The newest character on this list, Ms. Marvel is a Muslim teenager from New Jersey who fights crime with her amazing shape-shifting powers. This would make a great movie, as the character is funny and relatable, which aren’t things you normally see associated with Muslims on-screen. Usually when you see a Muslim person in a movie they’re either angry, evil, or super soulful and self-sacrificing to the point they seem more martyr than man. I wonder what’s going on with those schoolgirls Boko Haram kidnapped? I read that Nigerian President Goodluck Jonathan spent $1.2 million hiring a public relations firm to spin the story and his response in a more favorable light. If I was the father of one of those missing girls I might find that a little frustrating. Like, at least the President isn’t going to stand by and let my daughter being kidnapped and possibly sold into slavery ruin his reputation. Wouldn’t want my bad news to screw up his legacy.
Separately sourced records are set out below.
//! Turning a decision into a signed outcome proposal

use alloy::primitives::{Address, U256};
use chrono::{DateTime, Duration, Utc};
use oracle_core::{Decision, MarketQuestion};
use tracing::{info, instrument};

use crate::eip712::signing_digest;
use crate::evidence::evidence_hash;
use crate::types::{
    Attestation, Proposal, ProposalDomain, Result, SignerError, DEFAULT_VALIDITY_SECS,
};
use crate::wallet::{recover_signer, OracleWallet};

/// Parse a market identifier given as decimal or 0x-prefixed hex
pub fn parse_market_id(id: &str) -> Result<U256> {
    let id = id.trim();
    let parsed = match id.strip_prefix("0x").or_else(|| id.strip_prefix("0X")) {
        Some(hex) if !hex.is_empty() => U256::from_str_radix(hex, 16),
        Some(_) => return Err(SignerError::invalid_proposal("marketId", "empty hex literal")),
        None if id.is_empty() => return Err(SignerError::invalid_proposal("marketId", "empty market id")),
        None => U256::from_str_radix(id, 10),
    };
    parsed.map_err(|e| SignerError::invalid_proposal("marketId", format!("'{id}' is not a 256-bit integer: {e}")))
}

fn unix_seconds(field: &str, at: DateTime<Utc>) -> Result<U256> {
    u64::try_from(at.timestamp())
        .map(U256::from)
        .map_err(|_| SignerError::invalid_proposal(field, format!("{at} is before the unix epoch")))
}

/// Assemble the typed-data payload for a decided market
pub fn build_proposal(question: &MarketQuestion, decision: &Decision, validity: Duration) -> Result<Proposal> {
    if validity <= Duration::zero() {
        return Err(SignerError::invalid_proposal("deadline", "deadline must be after notBefore"));
    }

    let not_before = decision.decided_at;
    let deadline = not_before
        .checked_add_signed(validity)
        .ok_or_else(|| SignerError::invalid_proposal("deadline", "validity window overflows"))?;

    Ok(Proposal {
        market_id: parse_market_id(&question.id)?,
        outcome_id: U256::from(decision.outcome_id),
        close_time: unix_seconds("closeTime", question.close_time)?,
        evidence_hash: evidence_hash(&decision.evidence_uris()),
        not_before: unix_seconds("notBefore", not_before)?,
        deadline: unix_seconds("deadline", deadline)?,
    })
}

/// Signs proposals for a fixed domain
#[derive(Debug, Clone)]
pub struct ProposalSigner {
    wallet: OracleWallet,
    domain: ProposalDomain,
    validity: Duration,
}

impl ProposalSigner {
    pub fn new(wallet: OracleWallet, domain: ProposalDomain) -> Self {
        Self {
            wallet,
            domain,
            validity: Duration::seconds(DEFAULT_VALIDITY_SECS as i64),
        }
    }

    pub fn with_validity(mut self, validity: Duration) -> Self {
        self.validity = validity;
        self
    }

    pub fn address(&self) -> Address {
        self.wallet.address()
    }

    pub fn domain(&self) -> &ProposalDomain {
        &self.domain
    }

    /// Sign an already-built proposal
    pub async fn sign(&self, proposal: Proposal) -> Result<Attestation> {
        let digest = signing_digest(&self.domain, &proposal);
        let signature = self.wallet.sign_digest(digest).await?;

        Ok(Attestation {
            proposal,
            domain: self.domain,
            digest,
            signature,
            signer: self.wallet.address(),
        })
    }

    /// Build and sign the proposal for a decided market
    #[instrument(skip(self, question, decision), fields(market = %question.id, outcome = decision.outcome_id))]
    pub async fn sign_decision(&self, question: &MarketQuestion, decision: &Decision) -> Result<Attestation> {
        let proposal = build_proposal(question, decision, self.validity)?;
        let attestation = self.sign(proposal).await?;

        info!(
            signer = %attestation.signer,
            digest = %attestation.digest,
            evidence = decision.citations.len(),
            "Signed outcome proposal"
        );
        Ok(attestation)
    }
}

/// Check that an attestation's digest and signature match its proposal and signer
pub fn verify_attestation(attestation: &Attestation) -> Result<bool> {
    let digest = signing_digest(&attestation.domain, &attestation.proposal);
    if digest != attestation.digest {
        return Ok(false);
    }
    Ok(recover_signer(digest, attestation.signature.as_bytes())? == attestation.signer)
}

#[cfg(test)]
mod tests {
    use super::*;
    use chrono::TimeZone;
    use oracle_core::Citation;

    fn question(id: &str) -> MarketQuestion {
        MarketQuestion::new(
            id,
            "Will it rain in London on 2026-01-01?",
            Utc.with_ymd_and_hms(2026, 1, 1, 0, 0, 0).unwrap(),
        )
    }

    fn decision(urls: &[&str]) -> Decision {
        Decision {
            outcome_id: 1,
            confidence: 0.8,
            reasoning: "Met Office records show rainfall".to_string(),
            facts: Vec::new(),
            citations: urls
                .iter()
                .map(|url| Citation {
                    url: url.to_string(),
                    title: String::new(),
                    snippet: String::new(),
                    weight: 1.0,
                })
                .collect(),
            decided_at: Utc.with_ymd_and_hms(2026, 1, 2, 12, 0, 0).unwrap(),
        }
    }

    #[test]
    fn test_parse_market_id() {
        assert_eq!(parse_market_id("12345").unwrap(), U256::from(12345u64));
        assert_eq!(parse_market_id("0xff").unwrap(), U256::from(255u64));
        assert_eq!(parse_market_id(" 0X10 ").unwrap(), U256::from(16u64));
        assert!(parse_market_id("").is_err());
        assert!(parse_market_id("0x").is_err());
        assert!(parse_market_id("will-it-rain").is_err());
    }

    #[test]
    fn test_build_proposal() {
        let decision = decision(&["https://a.example", "https://b.example"]);
        let proposal = build_proposal(&question("7"), &decision, Duration::seconds(3600)).unwrap();

        assert_eq!(proposal.market_id, U256::from(7u8));
        assert_eq!(proposal.outcome_id, U256::from(1u8));
        assert_eq!(proposal.close_time, U256::from(1_767_225_600u64));
        assert_eq!(proposal.not_before, U256::from(decision.decided_at.timestamp() as u64));
        assert_eq!(proposal.deadline, proposal.not_before + U256::from(3600u64));
        assert_eq!(proposal.evidence_hash, evidence_hash(&["https://a.example", "https://b.example"]));
    }

    #[test]
    fn test_build_proposal_rejects_bad_input() {
        let decision = decision(&[]);
        assert!(build_proposal(&question("abc"), &decision, Duration::seconds(60)).is_err());
        assert!(build_proposal(&question("1"), &decision, Duration::zero()).is_err());

        let mut early = question("1");
        early.close_time = Utc.with_ymd_and_hms(1960, 1, 1, 0, 0, 0).unwrap();
        assert!(build_proposal(&early, &decision, Duration::seconds(60)).is_err());
    }
}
Also, did you know that the Nigerian Armed Forces have confirmed that they were warned four hours in advance about the attack on the school, but were unable to do anything about it because they were too over-extended? The world is such a brutal, cruel place sometimes. Anyway, I bet a Ms. Marvel movie would be a big hit.


The Inhumans


The title refers of course to an ancient race of superhuman alien/human hybrids that the Fantastic Four discovered living on the moon, and has nothing to do with the way the North Korean leadership views the thousands of prisoners laboring in slave camps. I get the confusion, though. You hear about these people being beaten and tortured, starving to death, and you hear Inhuman and that’s what comes to mind. But no, the movie would probably be about Blackbolt, king of the Inhumans, dealing with the mutinous machinations of his evil brother Maximus the Mad. I just hope they do justice to Lockjaw, Blackbolt’s enormous dog with the power of teleportation—a power I’m sure some of those poor prisoners wish they had!


Namor the Sub-Mariner


Ever have one of those nights when it’s 3 a.m. and you’re wide-awake thinking there isn’t anything you wouldn’t do to hear a kind word from another human being? Like, you just want to be reassured, but you’re not sure what you need to be reassured about. You’re uneasy about something you can’t articulate. Anyway, I bet they’ll make a fucking Namor movie eventually.